### [Task to complete]
The listing below holds a line with "pub fn new(source_url: String, max_retries: u32)" and a later line with "use tracing::debug;". Write out those two lines and every line between them, exactly, and nothing else.

### [Data in this exercise]
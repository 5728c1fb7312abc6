//! Inbound result relay: the scheduler process's `/webhook/store-result`
//! endpoint (NewsAgent §6), guarded by a shared secret header rather than
//! the API key, since the caller here is a worker process, not an end user.

use axum::extract::State;
use axum::http::{HeaderMap, StatusCode};
use axum::Json;
use serde::Deserialize;
use tracing::warn;

use crate::store::Store;

#[derive(Clone)]
pub struct WebhookState {
    pub store: Store,
    pub webhook_secret: Option<String>,
}

#[derive(Deserialize)]
pub struct StoreResultBody {
    pub source_url: String,
    pub data: serde_json::Value,
}

pub async fn store_result(
    State(state): State<WebhookState>,
    headers: HeaderMap,
    Json(body): Json<StoreResultBody>,
) -> StatusCode {
    if let Some(expected) = &state.webhook_secret {
        let provided = headers.get("X-Webhook-Secret").and_then(|v| v.to_str().ok());
        if provided != Some(expected.as_str()) {
            return StatusCode::UNAUTHORIZED;
        }
    }

    match state.store.store_result(&body.source_url, &body.data).await {
        Ok(()) => StatusCode::OK,
        Err(e) => {
            warn!("store_result failed for {}: {e}", body.source_url);
            StatusCode::INTERNAL_SERVER_ERROR
        }
    }
}
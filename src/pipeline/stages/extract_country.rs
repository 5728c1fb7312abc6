//! Stage 14: extract_country (grounded in `graph/nodes/extract_country.py`).
//!
//! Unlike `translate_article`, a missing summary here is treated as fatal
//! configuration rather than a best-effort miss, matching the original.

use serde::Deserialize;

use crate::models::WorkflowState;
use crate::pipeline::llm::{LlmClient, LlmClientExt};
use crate::pipeline::stages::generate_summary::render;

const CONTENT_SNIPPET_CHARS: usize = 1000;

#[derive(Deserialize)]
struct CountryResponse {
    countries: Vec<String>,
}

pub async fn extract_country(mut state: WorkflowState, llm: &dyn LlmClient) -> WorkflowState {
    if state.is_failed() {
        return state;
    }

    let Some(article) = state.article.clone() else {
        state.fail("No article found for country extraction.");
        return state;
    };
    let Some(summary) = article.summary.clone() else {
        state.fail("Cannot extract country: summary is missing.");
        return state;
    };
    let Some(prompts) = state.active_prompts.clone() else {
        state.fail("Prompts are not loaded.");
        return state;
    };

    let snippet: String = state
        .cleaned_article_text
        .as_deref()
        .unwrap_or_default()
        .chars()
        .take(CONTENT_SNIPPET_CHARS)
        .collect();

    let user_prompt = render(
        &prompts.country_extraction_user,
        &[("title", &article.title), ("summary", &summary), ("content_snippet", &snippet)],
    );

    match llm
        .complete_structured::<CountryResponse>(&prompts.country_extraction_system, &user_prompt)
        .await
    {
        Ok(resp) => {
            if let Some(article) = state.article.as_mut() {
                article.countries = resp.countries;
            }
        }
        Err(e) => state.fail(format!("Error in extract_country: {e}")),
    }

    state
}
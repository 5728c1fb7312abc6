use serde::{Deserialize, Serialize};

use super::{AgentPrompts, Article};
use std::collections::HashMap;

/// The value threaded through the pipeline executor (NewsAgent §3/§4.5).
///
/// Invariant: `validation_count == summary_attempts.len()`.
/// Invariant: once `error_message` is set, no downstream stage may mutate
/// `article` — every stage inspects `error_message` first and returns the
/// state unchanged if it is set (the fail-fast sentinel, NewsAgent §9).
#[derive(Debug, Clone)]
pub struct WorkflowState {
    pub source_url: String,

    pub active_prompts: Option<AgentPrompts>,
    pub category_mapping: HashMap<String, String>,

    pub cleaned_article_text: Option<String>,
    pub cleaned_article_html: Option<String>,

    pub article: Option<Article>,

    pub summary_attempts: Vec<super::SummaryAttempt>,
    pub validation_result: Option<super::ValidationResult>,
    pub validation_count: u32,

    pub other_sources: Vec<serde_json::Value>,
    pub search_queries: Vec<String>,

    pub max_retries: u32,
    pub error_message: Option<String>,
}

impl WorkflowState {
    #[must_use]
    pub fn new(source_url: String, max_retries: u32) -> Self {
        Self {
            source_url,
            active_prompts: None,
            category_mapping: HashMap::new(),
            cleaned_article_text: None,
            cleaned_article_html: None,
            article: None,
            summary_attempts: Vec::new(),
            validation_result: None,
            validation_count: 0,
            other_sources: Vec::new(),
            search_queries: Vec::new(),
            max_retries,
            error_message: None,
        }
    }

    /// The fail-fast gate every stage calls first.
    #[must_use]
    pub fn is_failed(&self) -> bool {
        self.error_message.is_some()
    }

    pub fn fail(&mut self, message: impl Into<String>) {
        self.error_message = Some(message.into());
    }
}

/// Serializable projection of the terminal article, the `data` payload of
/// the webhook POST (NewsAgent §4.8/§6).
#[derive(Debug, Clone, Serialize, Deserialize)]
pub struct ArticleDump {
    pub source_url: String,
    pub article: Article,
}
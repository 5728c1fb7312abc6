//! Stage "link scoring" (C10, grounded in `graph/nodes/check_embedded_links.py`).
//!
//! Bounded-parallel fan-out: each embedded link gets its own browser
//! context drawn from the shared pool (NewsAgent §5's accepted exception —
//! link-scoring shares the browser-context semaphore with `fetch` rather
//! than owning a second one), a 15s navigate budget, and a structured-output
//! relevance call. Any failure along that chain scores the link `0.0`
//! rather than failing the stage.

use std::sync::Arc;
use std::time::Duration;

use futures::stream::{self, StreamExt};
use scraper::{Html, Selector};
use serde::Deserialize;
use tracing::debug;

use crate::browser_pool::BrowserPool;
use crate::models::{EmbeddedLink, WorkflowState};
use crate::pipeline::llm::{LlmClient, LlmClientExt};
use crate::pipeline::stages::generate_summary::render;

const NAV_TIMEOUT: Duration = Duration::from_secs(15);
const VISIBLE_TEXT_CHARS: usize = 1500;

#[derive(Deserialize)]
struct RelevanceResponse {
    score: f64,
    #[allow(dead_code)]
    reason: String,
}

pub async fn check_embedded_links(
    mut state: WorkflowState,
    llm: &dyn LlmClient,
    browser_pool: Arc<BrowserPool>,
    concurrency: usize,
) -> WorkflowState {
    if state.is_failed() {
        return state;
    }

    let Some(article) = state.article.clone() else {
        return state;
    };
    if article.embedded_links.is_empty() {
        return state;
    }
    let Some(prompts) = state.active_prompts.clone() else {
        state.fail("Prompts are not loaded.");
        return state;
    };
    let summary = article.summary.clone().unwrap_or_default();

    let prompts_system = prompts.relevance_system.clone();
    let prompts_user = prompts.relevance_user.clone();
    let summary = Arc::new(summary);

    let scored: Vec<EmbeddedLink> = stream::iter(article.embedded_links.into_iter())
        .map(|link| {
            let pool = Arc::clone(&browser_pool);
            let system = prompts_system.clone();
            let user_template = prompts_user.clone();
            let summary = Arc::clone(&summary);
            async move {
                let score = score_link(&link, &pool, llm, &system, &user_template, &summary).await;
                EmbeddedLink { relevance_score: Some(score), ..link }
            }
        })
        .buffer_unordered(concurrency.max(1))
        .collect()
        .await;

    if let Some(article) = state.article.as_mut() {
        article.embedded_links = scored;
    }

    state
}

async fn score_link(
    link: &EmbeddedLink,
    pool: &Arc<BrowserPool>,
    llm: &dyn LlmClient,
    relevance_system: &str,
    relevance_user_template: &str,
    article_summary: &str,
) -> f64 {
    let text = match fetch_visible_text(link, pool).await {
        Ok(t) => t,
        Err(e) => {
            debug!("link-scoring fetch failed for {}: {e}", link.absolute_url);
            return 0.0;
        }
    };

    let user_prompt = render(
        relevance_user_template,
        &[("article_summary", article_summary), ("link_text", &link.hyperlink_text), ("linked_page_text", &text)],
    );

    match llm
        .complete_structured::<RelevanceResponse>(relevance_system, &user_prompt)
        .await
    {
        Ok(resp) => resp.score,
        Err(e) => {
            debug!("link-scoring LLM call failed for {}: {e}", link.absolute_url);
            0.0
        }
    }
}

async fn fetch_visible_text(link: &EmbeddedLink, pool: &Arc<BrowserPool>) -> anyhow::Result<String> {
    let guard = pool.acquire().await?;
    let browser = guard.browser();
    let page = browser.new_page("about:blank").await?;

    let navigation = tokio::time::timeout(NAV_TIMEOUT, page.goto(&link.absolute_url)).await;
    navigation.map_err(|_| anyhow::anyhow!("navigation timed out"))??;

    let html = page.content().await?;
    let document = Html::parse_document(&html);
    let selector = Selector::parse("body").map_err(|e| anyhow::anyhow!("selector parse error: {e:?}"))?;

    let text: String = document
        .select(&selector)
        .next()
        .map(|el| el.text().collect::<Vec<_>>().join(" "))
        .unwrap_or_default()
        .chars()
        .take(VISIBLE_TEXT_CHARS)
        .collect();

    Ok(text)
}

#[cfg(test)]
mod tests {
    use super::*;

    #[test]
    fn relevance_response_deserializes_score_and_reason() {
        let raw = r#"{"score": 7.5, "reason": "directly corroborates the claim"}"#;
        let resp: RelevanceResponse = serde_json::from_str(raw).unwrap();
        assert_eq!(resp.score, 7.5);
    }
}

### [Answer area]
    pub fn new(source_url: String, max_retries: u32) -> Self {
        Self {
            source_url,
            active_prompts: None,
            category_mapping: HashMap::new(),
            cleaned_article_text: None,
            cleaned_article_html: None,
            article: None,
            summary_attempts: Vec::new(),
            validation_result: None,
            validation_count: 0,
            other_sources: Vec::new(),
            search_queries: Vec::new(),
            max_retries,
            error_message: None,
        }
    }

    /// The fail-fast gate every stage calls first.
    #[must_use]
    pub fn is_failed(&self) -> bool {
        self.error_message.is_some()
    }

    pub fn fail(&mut self, message: impl Into<String>) {
        self.error_message = Some(message.into());
    }
}

/// Serializable projection of the terminal article, the `data` payload of
/// the webhook POST (NewsAgent §4.8/§6).
#[derive(Debug, Clone, Serialize, Deserialize)]
pub struct ArticleDump {
    pub source_url: String,
    pub article: Article,
}
repository 5728c1fb7312abc6
//! Stage "link scoring" (C10, grounded in `graph/nodes/check_embedded_links.py`).
//!
//! Bounded-parallel fan-out: each embedded link gets its own browser
//! context drawn from the shared pool (NewsAgent §5's accepted exception —
//! link-scoring shares the browser-context semaphore with `fetch` rather
//! than owning a second one), a 15s navigate budget, and a structured-output
//! relevance call. Any failure along that chain scores the link `0.0`
//! rather than failing the stage.

use std::sync::Arc;
use std::time::Duration;

use futures::stream::{self, StreamExt};
use scraper::{Html, Selector};
use serde::Deserialize;
use tracing::debug;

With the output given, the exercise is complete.